TRY IT: Pick each line that has "PolicyStatement" out of the records.

EXTRACTED MATERIAL:
//! SiteStack core
//!
//! Declares the infrastructure of a static website (bucket, origin access
//! identity, bucket policy, CDN distribution and file deployment) as an
//! immutable resource graph, synthesizes it into a CloudFormation-shaped
//! template and hands it to a provisioning engine.
//!
//! # Architecture
//!
//! ```text
//! ┌─────────────────────────────────────────────────┐
//! │                  sitestack CLI                   │
//! │        (synth / diff / deploy / destroy)         │
//! └─────────────────┬───────────────────────────────┘
//!                   │
//! ┌─────────────────▼───────────────────────────────┐
//! │                 sitestack-core                   │
//! │  ┌──────────────┐  ┌──────────────┐             │
//! │  │ StackBuilder │─▶│ResourceGraph │             │
//! │  └──────────────┘  └──────┬───────┘             │
//! │                   ┌───────▼───────┐             │
//! │                   │   template /  │             │
//! │                   │   assembly    │             │
//! │                   └───────┬───────┘             │
//! │  ┌────────────────────────▼─────────────────┐   │
//! │  │  trait ProvisioningEngine { ... }        │   │
//! │  └────────────────────────┬─────────────────┘   │
//! └───────────────────────────┼─────────────────────┘
//!                     ┌───────▼───────┐
//!                     │  LocalEngine  │
//!                     │ (files+state) │
//!                     └───────────────┘
//! ```
//!
//! # Example
//!
//! ```
//! use sitestack_core::{Environment, ResourceKind, website_stack};
//!
//! let graph = website_stack("app", "WebsiteStack", &Environment::new("123", "us-east-1"))?;
//! assert_eq!(graph.kinds()[0], ResourceKind::Bucket);
//! # Ok::<(), sitestack_core::DeclarationError>(())
//! ```

pub mod action;
pub mod assembly;
pub mod builder;
pub mod engine;
pub mod environment;
pub mod error;
pub mod graph;
pub mod model;
pub mod stack;
pub mod state;
pub mod template;

// Re-exports
pub use action::{Action, ActionType, ApplyResult, Plan, PlanSummary};
pub use assembly::{Asset, AssetSource, Assembly, Manifest};
pub use builder::StackBuilder;
pub use engine::{LocalEngine, ProvisioningEngine};
pub use environment::Environment;
pub use error::{DeclarationError, EngineError, Result};
pub use graph::{BucketRef, DistributionRef, IdentityRef, Resource, ResourceGraph, ResourceKind};
pub use stack::{DEFAULT_STACK_NAME, website_stack};
pub use state::{ResourceState, ResourceStatus, StackState, StateLock, StateManager};
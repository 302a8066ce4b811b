use predicates::prelude::*;
mod common;
use common::TestProject;

#[test]
fn test_stack_lifecycle() {
    let project = TestProject::new();
    let state_file = project
        .path()
        .join(".sitestack")
        .join("AwsCdkServerlessStack.state.json");

    // 1. 差分 (Diff) - すべて作成予定
    project
        .command()
        .arg("diff")
        .assert()
        .success()
        .stdout(predicate::str::contains("+ WebsiteBucket"))
        .stdout(predicate::str::contains("5 to create"));

    // 2. 確認なしのデプロイは何も変更しない
    project
        .command()
        .arg("deploy")
        .assert()
        .success()
        .stdout(predicate::str::contains("--yes"));
    assert!(!state_file.exists());

    // 3. デプロイ (Deploy)
    project
        .command()
        .args(["deploy", "--yes"])
        .assert()
        .success()
        .stdout(predicate::str::contains("デプロイが完了しました"));
    assert!(state_file.exists());
    assert!(
        project
            .path()
            .join("cdk.out/AwsCdkServerlessStack.template.json")
            .exists()
    );

    // 4. 再度の差分は変更なし
    project
        .command()
        .arg("diff")
        .assert()
        .success()
        .stdout(predicate::str::contains("変更はありません"));

    // 5. 削除 (Destroy)
    project
        .command()
        .args(["destroy", "--yes"])
        .assert()
        .success()
        .stdout(predicate::str::contains("WebsiteBucket deleted"));

    // 6. 削除済みスタックの再削除はエラー
    project
        .command()
        .args(["destroy", "--yes"])
        .assert()
        .failure();
}

#[test]
fn test_stacks_are_tracked_separately() {
    let project = TestProject::new();

    project
        .command()
        .args(["--stack-name", "Blue", "deploy", "--yes"])
        .assert()
        .success();

    project
        .command()
        .args(["--stack-name", "Green", "diff"])
        .assert()
        .success()
        .stdout(predicate::str::contains("5 to create"));
}

#[test]
fn test_destroy_rejects_invalid_stack_name() {
    let project = TestProject::new();

    project
        .command()
        .args(["--stack-name", "../outside", "destroy", "--yes"])
        .assert()
        .failure()
        .stderr(predicate::str::contains("stackName"));

    assert!(!project.path().join("outside.lock.json").exists());
    assert!(!project.path().join(".sitestack").exists());
}
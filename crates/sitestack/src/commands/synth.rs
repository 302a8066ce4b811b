use crate::utils::StackContext;
use colored::Colorize;
use sitestack_core::ProvisioningEngine;

pub async fn handle(context: &StackContext) -> anyhow::Result<()> {
    println!("{}", "スタックを合成中...".blue());
    context.print_header();

    let graph = context.declare()?;
    let engine = context.engine();
    let assembly = engine.synthesize(&graph).await?;

    println!();
    println!("{}", "✓ 合成が完了しました".green().bold());
    println!(
        "  テンプレート: {}",
        engine
            .out_dir()
            .join(assembly.template_file_name())
            .display()
            .to_string()
            .cyan()
    );
    println!("  アセット: {}個", assembly.assets.len());
    for asset in &assembly.assets {
        println!("    - {} ({})", asset.destination.cyan(), &asset.hash[..12]);
    }

    Ok(())
}
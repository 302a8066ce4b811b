//! Immutable resource graph produced by a stack declaration

use crate::environment::Environment;
use crate::model::{AccessIdentity, Bucket, BucketPolicy, DeploymentAction, Distribution};

macro_rules! resource_ref {
    ($(#[$meta:meta])* $name:ident) => {
        $(#[$meta])*
        #[derive(Debug, Clone, PartialEq, Eq, Hash)]
        pub struct $name(String);

        impl $name {
            /// Reference a resource by logical id.
            ///
            /// The reference is only checked when it is used in a declaration.
            pub fn named(logical_id: impl Into<String>) -> Self {
                Self(logical_id.into())
            }

            pub fn logical_id(&self) -> &str {
                &self.0
            }
        }

        impl std::fmt::Display for $name {
            fn fmt(&self, f: &mut std::fmt::Formatter<'_>) -> std::fmt::Result {
                f.write_str(&self.0)
            }
        }
    };
}

resource_ref!(
    /// Handle to a declared bucket
    BucketRef
);
resource_ref!(
    /// Handle to a declared origin access identity
    IdentityRef
);
resource_ref!(
    /// Handle to a declared distribution
    DistributionRef
);

/// Kind of a declared resource
#[derive(Debug, Clone, Copy, PartialEq, Eq, Hash)]
pub enum ResourceKind {
    Bucket,
    OriginAccessIdentity,
    BucketPolicy,
    Distribution,
    BucketDeployment,
}

impl ResourceKind {
    /// Resource type name in the synthesized template
    pub fn template_type(&self) -> &'static str {
        match self {
            ResourceKind::Bucket => "AWS::S3::Bucket",
            ResourceKind::OriginAccessIdentity => "AWS::CloudFront::CloudFrontOriginAccessIdentity",
            ResourceKind::BucketPolicy => "AWS::S3::BucketPolicy",
            ResourceKind::Distribution => "AWS::CloudFront::Distribution",
            ResourceKind::BucketDeployment => "Custom::CDKBucketDeployment",
        }
    }
}

impl std::fmt::Display for ResourceKind {
    fn fmt(&self, f: &mut std::fmt::Formatter<'_>) -> std::fmt::Result {
        match self {
            ResourceKind::Bucket => write!(f, "bucket"),
            ResourceKind::OriginAccessIdentity => write!(f, "origin-access-identity"),
            ResourceKind::BucketPolicy => write!(f, "bucket-policy"),
            ResourceKind::Distribution => write!(f, "distribution"),
            ResourceKind::BucketDeployment => write!(f, "bucket-deployment"),
        }
    }
}

/// A declared resource
#[derive(Debug, Clone, PartialEq, Eq)]
pub enum Resource {
    Bucket(Bucket),
    OriginAccessIdentity(AccessIdentity),
    BucketPolicy(BucketPolicy),
    Distribution(Distribution),
    BucketDeployment(DeploymentAction),
}

impl Resource {
    pub fn logical_id(&self) -> &str {
        match self {
            Resource::Bucket(r) => &r.logical_id,
            Resource::OriginAccessIdentity(r) => &r.logical_id,
            Resource::BucketPolicy(r) => &r.logical_id,
            Resource::Distribution(r) => &r.logical_id,
            Resource::BucketDeployment(r) => &r.logical_id,
        }
    }

    pub fn kind(&self) -> ResourceKind {
        match self {
            Resource::Bucket(_) => ResourceKind::Bucket,
            Resource::OriginAccessIdentity(_) => ResourceKind::OriginAccessIdentity,
            Resource::BucketPolicy(_) => ResourceKind::BucketPolicy,
            Resource::Distribution(_) => ResourceKind::Distribution,
            Resource::BucketDeployment(_) => ResourceKind::BucketDeployment,
        }
    }
}

/// Fully wired, validated description of a stack.
///
/// Resources are kept in declaration order; a resource only ever references
/// resources that precede it.
#[derive(Debug, Clone, PartialEq, Eq)]
pub struct ResourceGraph {
    pub(crate) scope: String,
    pub(crate) stack_name: String,
    pub(crate) environment: Environment,
    pub(crate) resources: Vec<Resource>,
}

impl ResourceGraph {
    pub fn scope(&self) -> &str {
        &self.scope
    }

    pub fn stack_name(&self) -> &str {
        &self.stack_name
    }

    pub fn environment(&self) -> &Environment {
        &self.environment
    }

    pub fn resources(&self) -> &[Resource] {
        &self.resources
    }

    pub fn len(&self) -> usize {
        self.resources.len()
    }

    pub fn is_empty(&self) -> bool {
        self.resources.is_empty()
    }

    /// Resource kinds in creation order
    pub fn kinds(&self) -> Vec<ResourceKind> {
        self.resources.iter().map(Resource::kind).collect()
    }

    pub fn get(&self, logical_id: &str) -> Option<&Resource> {
        self.resources.iter().find(|r| r.logical_id() == logical_id)
    }

    pub fn buckets(&self) -> impl Iterator<Item = &Bucket> {
        self.resources.iter().filter_map(|r| match r {
            Resource::Bucket(b) => Some(b),
            _ => None,
        })
    }

    pub fn identities(&self) -> impl Iterator<Item = &AccessIdentity> {
        self.resources.iter().filter_map(|r| match r {
            Resource::OriginAccessIdentity(i) => Some(i),
            _ => None,
        })
    }

    pub fn bucket_policies(&self) -> impl Iterator<Item = &BucketPolicy> {
        self.resources.iter().filter_map(|r| match r {
            Resource::BucketPolicy(p) => Some(p),
            _ => None,
        })
    }

    pub fn distributions(&self) -> impl Iterator<Item = &Distribution> {
        self.resources.iter().filter_map(|r| match r {
            Resource::Distribution(d) => Some(d),
            _ => None,
        })
    }

    pub fn deployments(&self) -> impl Iterator<Item = &DeploymentAction> {
        self.resources.iter().filter_map(|r| match r {
            Resource::BucketDeployment(d) => Some(d),
            _ => None,
        })
    }

    /// Policy attached to `bucket`, if any
    pub fn policy_of(&self, bucket: &BucketRef) -> Option<&BucketPolicy> {
        self.bucket_policies().find(|p| &p.bucket == bucket)
    }

    /// Logical ids `resource` must be created after
    pub fn dependencies_of(&self, resource: &Resource) -> Vec<String> {
        let mut deps: Vec<String> = match resource {
            Resource::Bucket(_) | Resource::OriginAccessIdentity(_) => Vec::new(),
            Resource::BucketPolicy(policy) => {
                let mut deps = vec![policy.bucket.logical_id().to_string()];
                for statement in &policy.statements {
                    for principal in &statement.principals {
                        let crate::model::Principal::CanonicalUser(identity) = principal;
                        deps.push(identity.logical_id().to_string());
                    }
                }
                deps
            }
            Resource::Distribution(distribution) => {
                let origin = &distribution.props.default_behavior.origin;
                let mut deps = vec![
                    origin.bucket.logical_id().to_string(),
                    origin.identity.logical_id().to_string(),
                ];
                if let Some(policy) = self.policy_of(&origin.bucket) {
                    deps.push(policy.logical_id.clone());
                }
                deps
            }
            Resource::BucketDeployment(deployment) => {
                let mut deps = vec![deployment.props.destination_bucket.logical_id().to_string()];
                if let Some(distribution) = &deployment.props.distribution {
                    deps.push(distribution.logical_id().to_string());
                }
                deps
            }
        };
        deps.sort();
        deps.dedup();
        deps
    }
}
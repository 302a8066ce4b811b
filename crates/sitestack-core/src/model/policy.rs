//! Bucket access policy statements

use super::bucket::bucket_arn;
use crate::graph::{BucketRef, IdentityRef};

/// Object read permission required by a CDN origin
pub const S3_GET_OBJECT: &str = "s3:GetObject";

/// Policy document language version
pub const POLICY_VERSION: &str = "2012-10-17";

#[derive(Debug, Clone, Copy, PartialEq, Eq)]
pub enum Effect {
    Allow,
    Deny,
}

impl Effect {
    pub fn as_str(&self) -> &'static str {
        match self {
            Effect::Allow => "Allow",
            Effect::Deny => "Deny",
        }
    }
}

/// Who a statement applies to
#[derive(Debug, Clone, PartialEq, Eq)]
pub enum Principal {
    /// Canonical user of an origin access identity
    CanonicalUser(IdentityRef),
}

impl Principal {
    pub fn canonical_user(identity: &IdentityRef) -> Self {
        Principal::CanonicalUser(identity.clone())
    }
}

/// What a statement applies to
#[derive(Debug, Clone, PartialEq, Eq)]
pub enum PolicyResource {
    /// The bucket itself (`<bucket-arn>`)
    Bucket(BucketRef),
    /// Every object in the bucket (`<bucket-arn>/*`)
    Objects(BucketRef),
}

impl PolicyResource {
    pub fn objects_of(bucket: &BucketRef) -> Self {
        PolicyResource::Objects(bucket.clone())
    }

    pub fn bucket(bucket: &BucketRef) -> Self {
        PolicyResource::Bucket(bucket.clone())
    }

    pub fn bucket_ref(&self) -> &BucketRef {
        match self {
            PolicyResource::Bucket(bucket) | PolicyResource::Objects(bucket) => bucket,
        }
    }

    /// ARN pattern with the bucket ARN left symbolic
    pub fn pattern(&self) -> String {
        match self {
            PolicyResource::Bucket(bucket) => bucket_arn(bucket.logical_id()),
            PolicyResource::Objects(bucket) => format!("{}/*", bucket_arn(bucket.logical_id())),
        }
    }
}

/// A single statement of a bucket policy
#[derive(Debug, Clone, PartialEq, Eq)]
pub struct PolicyStatement {
    pub actions: Vec<String>,
    pub effect: Effect,
    pub principals: Vec<Principal>,
    pub resources: Vec<PolicyResource>,
}

impl PolicyStatement {
    pub fn new(effect: Effect) -> Self {
        Self {
            actions: Vec::new(),
            effect,
            principals: Vec::new(),
            resources: Vec::new(),
        }
    }

    pub fn allow() -> Self {
        Self::new(Effect::Allow)
    }

    pub fn deny() -> Self {
        Self::new(Effect::Deny)
    }

    pub fn with_action(mut self, action: impl Into<String>) -> Self {
        self.actions.push(action.into());
        self
    }

    pub fn with_principal(mut self, principal: Principal) -> Self {
        self.principals.push(principal);
        self
    }

    pub fn with_resource(mut self, resource: PolicyResource) -> Self {
        self.resources.push(resource);
        self
    }

    /// Whether the statement covers object reads
    pub fn includes_object_read(&self) -> bool {
        self.actions
            .iter()
            .any(|a| a == S3_GET_OBJECT || a == "s3:*" || a == "*")
    }

    /// Whether the statement lets `identity` read every object of `bucket`
    pub fn grants_object_read(&self, bucket: &BucketRef, identity: &IdentityRef) -> bool {
        self.effect == Effect::Allow
            && self.includes_object_read()
            && self
                .principals
                .iter()
                .any(|p| matches!(p, Principal::CanonicalUser(id) if id == identity))
            && self
                .resources
                .iter()
                .any(|r| matches!(r, PolicyResource::Objects(b) if b == bucket))
    }
}

/// Resource policy attached to a bucket
#[derive(Debug, Clone, PartialEq, Eq)]
pub struct BucketPolicy {
    pub logical_id: String,
    pub bucket: BucketRef,
    pub statements: Vec<PolicyStatement>,
}

impl BucketPolicy {
    pub fn grants_object_read(&self, identity: &IdentityRef) -> bool {
        self.statements
            .iter()
            .any(|s| s.grants_object_read(&self.bucket, identity))
    }
}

RESULT BELOW:
pub struct PolicyStatement {
impl PolicyStatement {
    pub statements: Vec<PolicyStatement>,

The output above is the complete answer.